Con el objetivo de cumplir con el déficit del 0,4% del PIB, la Generalitat presentó a principios de octubre una orden de cierre contable dirigida a los diferentes departamentos. De hecho, los datos de la Consejería de Economía indican que la economía catalana moderó su crecimiento durante el tercer trimestre del año, aumentando un 2,7% durante el último año y un 0,6% entre julio y septiembre.

La Generalitat precisa que "se mantiene el patrón de crecimiento equilibrado conseguido después de la crisis". El aumento del PIB de Cataluña se sitúa dos décimas por encima del del resto del Estado y un punto por encima de la media de la zona euro. La caída de la riqueza se ha producido por la pérdida del dinamismo industrial, que ha pasado de una subida del 4,3% durante el segundo trimestre del año al 2,7% del tercero.

Gobernar "económicamente"

En su último informe de coyuntura, la Cámara de Comercio de Barcelona prevé que este año y el próximo el PIB de Catalunya continuará creciendo por encima del conjunto del Estado. Su presidente, Miquel Valls, destaca que el sector industrial ofrece un comportamiento superior al resto de España, mientras que la evolución del comercio y del turismo son peores.

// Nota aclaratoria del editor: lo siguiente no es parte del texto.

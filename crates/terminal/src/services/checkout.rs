//! Sale completion.
//!
//! Checkout is a two-step write against a store with no multi-record
//! transactions:
//!
//! 1. Insert one sale record snapshotting the cart.
//! 2. Update stock for every cart line, concurrently.
//!
//! How step 2 behaves is chosen by [`StockMode`]:
//!
//! - `Conditional`: each line is an atomic `stock - qty where stock >= qty`
//!   at the store. If any line fails, the lines that succeeded are put back
//!   and the sale is deleted, so the store ends up as if nothing happened.
//! - `Overwrite`: each line writes `known stock - qty`, computed from the
//!   stock seen when the cart was built. Concurrent tills can oversell and a
//!   failed line leaves the sale recorded with stock partially updated.
//!
//! Either way, a failure that leaves the store inconsistent is reported as
//! [`CheckoutError::PartiallyFailed`] and logged at `error`.

use futures::future::join_all;
use thiserror::Error;
use tracing::{error, info, instrument, warn};

use countertop_core::{Cart, CartLine, NewSale, ProductId, ProductPatch, Sale, SaleId};

use crate::backend::{Backend, BackendError};
use crate::config::StockMode;

#[derive(Debug, Error)]
pub enum CheckoutError {
    #[error("You must be logged in to complete a sale.")]
    NotAuthenticated,

    /// The "who is the caller" query itself failed.
    #[error("Could not verify the signed-in user: {0}")]
    Identity(#[source] BackendError),

    /// Nothing was written; the cart is unchanged.
    #[error("Failed to record the sale: {0}")]
    SaleNotRecorded(#[source] BackendError),

    /// A line asked for more than the store has. The sale was cancelled.
    #[error("Insufficient stock for {name}. The sale was cancelled.")]
    InsufficientStock { name: String },

    /// A stock update failed and every write was undone.
    #[error("Stock update failed; sale cancelled: {0}")]
    RolledBack(#[source] BackendError),

    /// The sale exists but stock does not match it.
    #[error(
        "Sale {sale_id} was recorded but inventory could not be fully updated, please verify stock: {source}"
    )]
    PartiallyFailed {
        sale_id: SaleId,
        #[source]
        source: BackendError,
    },
}

/// Result of a checkout that did not fail.
#[derive(Debug)]
pub enum CheckoutOutcome {
    /// The cart was empty; nothing was sent.
    EmptyCart,
    /// The sale was recorded and stock updated; the cart is now empty.
    Completed(Sale),
}

/// Cart-to-sale service.
pub struct CheckoutService<'a, B> {
    backend: &'a B,
    mode: StockMode,
}

impl<'a, B: Backend> CheckoutService<'a, B> {
    #[must_use]
    pub const fn new(backend: &'a B, mode: StockMode) -> Self {
        Self { backend, mode }
    }

    /// Record the cart as a sale and take its quantities out of stock.
    ///
    /// The cart is cleared only on success.
    ///
    /// # Errors
    ///
    /// Returns `CheckoutError::NotAuthenticated` before any write if nobody
    /// is signed in, `CheckoutError::SaleNotRecorded` if the sale insert
    /// fails (no stock is touched), and a stock error as described in the
    /// module docs.
    #[instrument(skip(self, cart), fields(mode = %self.mode, lines = cart.len()))]
    pub async fn checkout(&self, cart: &mut Cart) -> Result<CheckoutOutcome, CheckoutError> {
        if cart.is_empty() {
            return Ok(CheckoutOutcome::EmptyCart);
        }

        let owner = self
            .backend
            .current_user()
            .await
            .map_err(CheckoutError::Identity)?
            .ok_or(CheckoutError::NotAuthenticated)?;

        let sale = self
            .backend
            .insert_sale(&NewSale::from_cart(owner.id, cart))
            .await
            .map_err(|e| {
                warn!(error = %e, "Sale insert failed, stock untouched");
                CheckoutError::SaleNotRecorded(e)
            })?;

        match self.mode {
            StockMode::Conditional => self.decrement_conditionally(&sale, cart.lines()).await?,
            StockMode::Overwrite => self.overwrite_stock(&sale, cart.lines()).await?,
        }

        cart.clear();
        info!(
            sale_id = %sale.id,
            total = %sale.total_amount,
            units = sale.unit_count(),
            "Sale completed"
        );
        Ok(CheckoutOutcome::Completed(sale))
    }

    async fn decrement_conditionally(
        &self,
        sale: &Sale,
        lines: &[CartLine],
    ) -> Result<(), CheckoutError> {
        let results = join_all(lines.iter().map(|line| async move {
            let id = line.product.id;
            (id, line.quantity, self.backend.adjust_stock(id, -units(line.quantity)).await)
        }))
        .await;

        let mut applied = Vec::new();
        let mut first_failure = None;
        for (id, quantity, result) in results {
            match result {
                Ok(_) => applied.push((id, quantity)),
                Err(e) => {
                    warn!(product_id = %id, quantity, error = %e, "Stock decrement failed");
                    first_failure.get_or_insert(e);
                }
            }
        }
        let Some(failure) = first_failure else {
            return Ok(());
        };

        self.compensate(sale, &applied).await?;

        Err(match failure {
            BackendError::InsufficientStock(id) => CheckoutError::InsufficientStock {
                name: product_name(lines, id),
            },
            other => CheckoutError::RolledBack(other),
        })
    }

    /// Put back the decrements that went through and delete the sale.
    async fn compensate(&self, sale: &Sale, applied: &[(ProductId, u32)]) -> Result<(), CheckoutError> {
        let restores = join_all(applied.iter().map(|&(id, quantity)| async move {
            (id, self.backend.adjust_stock(id, units(quantity)).await)
        }))
        .await;

        let mut failure = None;
        for (id, result) in restores {
            if let Err(e) = result {
                error!(sale_id = %sale.id, product_id = %id, error = %e, "Failed to restore stock");
                failure.get_or_insert(e);
            }
        }

        if let Err(e) = self.backend.delete_sale(sale.id).await {
            error!(sale_id = %sale.id, error = %e, "Failed to delete cancelled sale");
            failure.get_or_insert(e);
        }

        match failure {
            Some(source) => Err(CheckoutError::PartiallyFailed {
                sale_id: sale.id,
                source,
            }),
            None => {
                info!(sale_id = %sale.id, restored = applied.len(), "Checkout rolled back");
                Ok(())
            }
        }
    }

    async fn overwrite_stock(&self, sale: &Sale, lines: &[CartLine]) -> Result<(), CheckoutError> {
        let results = join_all(lines.iter().map(|line| async move {
            let id = line.product.id;
            let patch = ProductPatch::stock(line.known_stock() - units(line.quantity));
            (id, self.backend.update_product(id, &patch).await)
        }))
        .await;

        let failure = results.into_iter().find_map(|(id, result)| {
            result.err().map(|e| {
                error!(sale_id = %sale.id, product_id = %id, error = %e, "Stock overwrite failed");
                e
            })
        });

        match failure {
            Some(source) => Err(CheckoutError::PartiallyFailed {
                sale_id: sale.id,
                source,
            }),
            None => Ok(()),
        }
    }
}

/// Cart quantities never exceed an `i32` stock level.
fn units(quantity: u32) -> i32 {
    i32::try_from(quantity).unwrap_or(i32::MAX)
}

fn product_name(lines: &[CartLine], id: ProductId) -> String {
    lines
        .iter()
        .find(|line| line.product.id == id)
        .map_or_else(|| id.to_string(), |line| line.product.name.clone())
}

#[cfg(test)]
#[allow(clippy::unwrap_used)]
mod tests {
    use countertop_core::{Money, Product};

    use super::*;
    use crate::backend::MemoryBackend;
    use crate::backend::memory::Call;

    fn signed_in_backend() -> MemoryBackend {
        let backend = MemoryBackend::new();
        backend.sign_in_as("cashier@example.com");
        backend
    }

    fn cart_with(lines: &[(&Product, i64)]) -> Cart {
        let mut cart = Cart::new();
        for (product, quantity) in lines {
            cart.add(product);
            cart.set_quantity(product, *quantity);
        }
        cart
    }

    #[tokio::test]
    async fn test_completes_sale_and_decrements_stock() {
        let backend = signed_in_backend();
        let widget = backend.seed_product("Widget", Money::from_cents(999), 5);
        let mut cart = cart_with(&[(&widget, 2)]);

        let outcome = CheckoutService::new(&backend, StockMode::Conditional)
            .checkout(&mut cart)
            .await
            .unwrap();

        let CheckoutOutcome::Completed(sale) = outcome else {
            panic!("expected a completed sale");
        };
        assert_eq!(sale.total_amount, Money::from_cents(1998));
        assert_eq!(sale.items.len(), 1);
        assert_eq!(sale.items[0].product_id, widget.id);
        assert_eq!(sale.items[0].quantity, 2);
        assert_eq!(backend.stock_of(widget.id), Some(3));
        assert!(cart.is_empty());
    }

    #[tokio::test]
    async fn test_empty_cart_makes_no_calls() {
        let backend = signed_in_backend();
        backend.clear_calls();
        let mut cart = Cart::new();

        let outcome = CheckoutService::new(&backend, StockMode::Conditional)
            .checkout(&mut cart)
            .await
            .unwrap();
        assert!(matches!(outcome, CheckoutOutcome::EmptyCart));
        assert!(backend.calls().is_empty());
    }

    #[tokio::test]
    async fn test_requires_identity_before_writing() {
        let backend = MemoryBackend::new();
        let widget = backend.seed_product("Widget", Money::from_cents(999), 5);
        let mut cart = cart_with(&[(&widget, 1)]);

        let err = CheckoutService::new(&backend, StockMode::Conditional)
            .checkout(&mut cart)
            .await
            .unwrap_err();
        assert_eq!(err.to_string(), "You must be logged in to complete a sale.");
        assert!(backend.writes().is_empty());
        assert_eq!(cart.len(), 1);
    }

    #[tokio::test]
    async fn test_sale_insert_failure_touches_no_stock() {
        let backend = signed_in_backend();
        backend.fail_sale_insert();
        let widget = backend.seed_product("Widget", Money::from_cents(999), 5);
        let mut cart = cart_with(&[(&widget, 2)]);

        let err = CheckoutService::new(&backend, StockMode::Conditional)
            .checkout(&mut cart)
            .await
            .unwrap_err();
        assert!(matches!(err, CheckoutError::SaleNotRecorded(_)));
        assert_eq!(backend.writes(), [Call::InsertSale]);
        assert_eq!(backend.stock_of(widget.id), Some(5));
        assert_eq!(cart.get(widget.id).unwrap().quantity, 2);
    }

    #[tokio::test]
    async fn test_insufficient_stock_rolls_back_everything() {
        let backend = signed_in_backend();
        let widget = backend.seed_product("Widget", Money::from_cents(999), 5);
        let gadget = backend.seed_product("Gadget", Money::from_cents(500), 3);
        let mut cart = cart_with(&[(&widget, 2), (&gadget, 3)]);
        // Someone else sold two gadgets after this cart was built.
        backend.set_stock(gadget.id, 1);

        let err = CheckoutService::new(&backend, StockMode::Conditional)
            .checkout(&mut cart)
            .await
            .unwrap_err();
        assert_eq!(
            err.to_string(),
            "Insufficient stock for Gadget. The sale was cancelled."
        );
        assert_eq!(backend.stock_of(widget.id), Some(5));
        assert_eq!(backend.stock_of(gadget.id), Some(1));
        assert!(backend.sales().is_empty());
        assert_eq!(cart.len(), 2);
    }

    #[tokio::test]
    async fn test_failed_line_restores_the_others() {
        let backend = signed_in_backend();
        let widget = backend.seed_product("Widget", Money::from_cents(999), 5);
        let gadget = backend.seed_product("Gadget", Money::from_cents(500), 3);
        backend.fail_stock_update(gadget.id);
        let mut cart = cart_with(&[(&widget, 2), (&gadget, 1)]);

        let err = CheckoutService::new(&backend, StockMode::Conditional)
            .checkout(&mut cart)
            .await
            .unwrap_err();
        assert!(matches!(err, CheckoutError::RolledBack(_)));
        assert!(backend.calls().contains(&Call::AdjustStock(widget.id, 2)));
        assert_eq!(backend.stock_of(widget.id), Some(5));
        assert!(backend.sales().is_empty());
    }

    #[tokio::test]
    async fn test_failed_restore_is_partial_failure() {
        let backend = signed_in_backend();
        let widget = backend.seed_product("Widget", Money::from_cents(999), 5);
        let gadget = backend.seed_product("Gadget", Money::from_cents(500), 3);
        backend.fail_stock_update(gadget.id);
        backend.fail_stock_restore(widget.id);
        let mut cart = cart_with(&[(&widget, 2), (&gadget, 1)]);

        let err = CheckoutService::new(&backend, StockMode::Conditional)
            .checkout(&mut cart)
            .await
            .unwrap_err();
        let CheckoutError::PartiallyFailed { sale_id, .. } = err else {
            panic!("expected a partial failure, got {err:?}");
        };
        assert!(backend.calls().contains(&Call::DeleteSale(sale_id)));
        assert_eq!(backend.stock_of(widget.id), Some(3));
    }

    #[tokio::test]
    async fn test_overwrite_mode_writes_known_stock_minus_quantity() {
        let backend = signed_in_backend();
        let widget = backend.seed_product("Widget", Money::from_cents(999), 5);
        let mut cart = cart_with(&[(&widget, 2)]);
        backend.set_stock(widget.id, 9);

        CheckoutService::new(&backend, StockMode::Overwrite)
            .checkout(&mut cart)
            .await
            .unwrap();
        assert!(
            backend
                .calls()
                .contains(&Call::UpdateProduct(widget.id, ProductPatch::stock(3)))
        );
        assert_eq!(backend.stock_of(widget.id), Some(3));
    }

    #[tokio::test]
    async fn test_overwrite_failure_keeps_sale() {
        let backend = signed_in_backend();
        let widget = backend.seed_product("Widget", Money::from_cents(999), 5);
        backend.fail_stock_update(widget.id);
        let mut cart = cart_with(&[(&widget, 2)]);

        let err = CheckoutService::new(&backend, StockMode::Overwrite)
            .checkout(&mut cart)
            .await
            .unwrap_err();
        assert!(matches!(err, CheckoutError::PartiallyFailed { .. }));
        assert_eq!(backend.sales().len(), 1);
        assert_eq!(cart.len(), 1);
    }
}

Una de las preocupaciones de la Cámara de Comercio es que no haya presupuestos ni en Cataluña ni en el Estado. "Sería un riesgo porque es el marco que tenemos las empresas para tomar decisiones". Por este motivo, Valls exige al Govern que "gobierne económicamente". Además, reclama una revisión del plan de infraestructuras para que no se incrementen los costes logísticos de las empresas.

Tal y como asegura el economista Santiago Niño Becerra, la economía siempre va por delante de la política. En este caso, el experto cree que la buena marcha de la economía catalana anticipa cambios en el sistema político que permitan un nivel más alto de soberanía fiscal y política. Niño Becerra considera que la medida beneficiaría la administración autonómica y la estatal.